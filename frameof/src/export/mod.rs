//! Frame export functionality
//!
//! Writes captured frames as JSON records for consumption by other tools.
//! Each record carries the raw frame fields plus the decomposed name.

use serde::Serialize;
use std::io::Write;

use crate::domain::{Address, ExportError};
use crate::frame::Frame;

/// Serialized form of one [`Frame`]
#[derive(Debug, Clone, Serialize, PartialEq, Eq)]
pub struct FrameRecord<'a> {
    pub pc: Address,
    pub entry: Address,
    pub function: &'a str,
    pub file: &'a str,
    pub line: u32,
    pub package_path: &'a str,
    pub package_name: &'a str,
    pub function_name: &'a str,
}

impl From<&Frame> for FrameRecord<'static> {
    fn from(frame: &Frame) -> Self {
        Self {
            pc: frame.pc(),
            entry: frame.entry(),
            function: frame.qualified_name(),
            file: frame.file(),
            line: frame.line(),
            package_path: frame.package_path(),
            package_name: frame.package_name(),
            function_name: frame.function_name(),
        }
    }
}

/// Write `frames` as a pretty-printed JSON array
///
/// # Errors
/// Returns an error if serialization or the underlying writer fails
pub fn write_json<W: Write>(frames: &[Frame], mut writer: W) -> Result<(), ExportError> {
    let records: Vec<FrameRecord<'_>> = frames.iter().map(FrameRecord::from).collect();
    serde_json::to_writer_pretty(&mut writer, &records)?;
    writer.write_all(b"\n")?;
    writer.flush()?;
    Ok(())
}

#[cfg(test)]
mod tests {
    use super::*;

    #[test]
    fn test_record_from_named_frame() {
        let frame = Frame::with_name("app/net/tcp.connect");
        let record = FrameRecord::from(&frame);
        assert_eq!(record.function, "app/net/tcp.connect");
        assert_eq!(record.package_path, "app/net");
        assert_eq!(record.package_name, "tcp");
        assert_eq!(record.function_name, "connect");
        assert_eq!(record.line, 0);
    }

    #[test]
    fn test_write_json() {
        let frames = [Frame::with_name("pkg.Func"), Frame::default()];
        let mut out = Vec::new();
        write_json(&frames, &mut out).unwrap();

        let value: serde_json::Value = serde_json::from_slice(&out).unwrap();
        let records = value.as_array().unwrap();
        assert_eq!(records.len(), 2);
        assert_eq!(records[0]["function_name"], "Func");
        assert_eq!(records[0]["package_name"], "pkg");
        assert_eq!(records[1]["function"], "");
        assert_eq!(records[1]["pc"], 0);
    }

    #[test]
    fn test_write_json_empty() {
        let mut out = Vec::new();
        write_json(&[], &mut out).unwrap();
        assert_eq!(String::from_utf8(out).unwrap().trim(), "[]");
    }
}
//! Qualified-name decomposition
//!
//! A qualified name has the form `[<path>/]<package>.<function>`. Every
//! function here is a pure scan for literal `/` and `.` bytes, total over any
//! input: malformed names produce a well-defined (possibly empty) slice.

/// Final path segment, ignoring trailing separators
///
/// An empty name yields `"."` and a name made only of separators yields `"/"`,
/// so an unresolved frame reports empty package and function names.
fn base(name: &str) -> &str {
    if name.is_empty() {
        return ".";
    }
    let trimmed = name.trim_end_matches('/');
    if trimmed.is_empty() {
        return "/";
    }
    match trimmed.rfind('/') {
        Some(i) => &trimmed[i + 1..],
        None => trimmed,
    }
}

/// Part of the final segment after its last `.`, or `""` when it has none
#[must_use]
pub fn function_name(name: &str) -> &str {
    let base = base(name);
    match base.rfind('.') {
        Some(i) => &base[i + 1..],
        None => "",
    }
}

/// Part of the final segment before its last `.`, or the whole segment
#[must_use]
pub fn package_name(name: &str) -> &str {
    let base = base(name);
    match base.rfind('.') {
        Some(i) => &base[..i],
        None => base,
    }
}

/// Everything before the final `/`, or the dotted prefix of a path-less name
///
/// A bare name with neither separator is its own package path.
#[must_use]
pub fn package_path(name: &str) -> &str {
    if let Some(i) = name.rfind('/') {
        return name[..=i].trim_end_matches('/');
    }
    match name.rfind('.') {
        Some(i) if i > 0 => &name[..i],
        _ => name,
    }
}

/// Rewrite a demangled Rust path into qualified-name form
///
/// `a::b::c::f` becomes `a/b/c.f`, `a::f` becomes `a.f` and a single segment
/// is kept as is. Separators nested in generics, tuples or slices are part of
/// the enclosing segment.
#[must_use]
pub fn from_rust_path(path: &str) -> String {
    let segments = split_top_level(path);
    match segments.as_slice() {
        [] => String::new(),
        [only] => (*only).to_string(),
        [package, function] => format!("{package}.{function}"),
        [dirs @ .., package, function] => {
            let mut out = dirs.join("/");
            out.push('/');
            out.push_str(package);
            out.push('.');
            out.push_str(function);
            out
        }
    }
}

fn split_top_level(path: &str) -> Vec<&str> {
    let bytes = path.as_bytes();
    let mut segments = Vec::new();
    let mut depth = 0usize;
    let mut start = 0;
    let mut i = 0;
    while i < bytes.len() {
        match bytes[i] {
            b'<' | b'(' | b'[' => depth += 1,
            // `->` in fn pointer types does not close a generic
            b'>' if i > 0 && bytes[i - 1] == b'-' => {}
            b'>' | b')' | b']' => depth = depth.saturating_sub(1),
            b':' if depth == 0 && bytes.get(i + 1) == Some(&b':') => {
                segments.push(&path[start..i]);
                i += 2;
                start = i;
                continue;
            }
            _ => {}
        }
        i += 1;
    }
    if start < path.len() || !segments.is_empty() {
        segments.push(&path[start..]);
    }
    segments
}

• _WHAT NEEDS TO BE DONE_: Above this instruction are the records; retype exactly the lines from the one containing "the whole segment" up to and including the one containing "Some(i) if i".

• _TASK OUTPUT_:
/// Part of the final segment before its last `.`, or the whole segment
#[must_use]
pub fn package_name(name: &str) -> &str {
    let base = base(name);
    match base.rfind('.') {
        Some(i) => &base[..i],
        None => base,
    }
}

/// Everything before the final `/`, or the dotted prefix of a path-less name
///
/// A bare name with neither separator is its own package path.
#[must_use]
pub fn package_path(name: &str) -> &str {
    if let Some(i) = name.rfind('/') {
        return name[..=i].trim_end_matches('/');
    }
    match name.rfind('.') {
        Some(i) if i > 0 => &name[..i],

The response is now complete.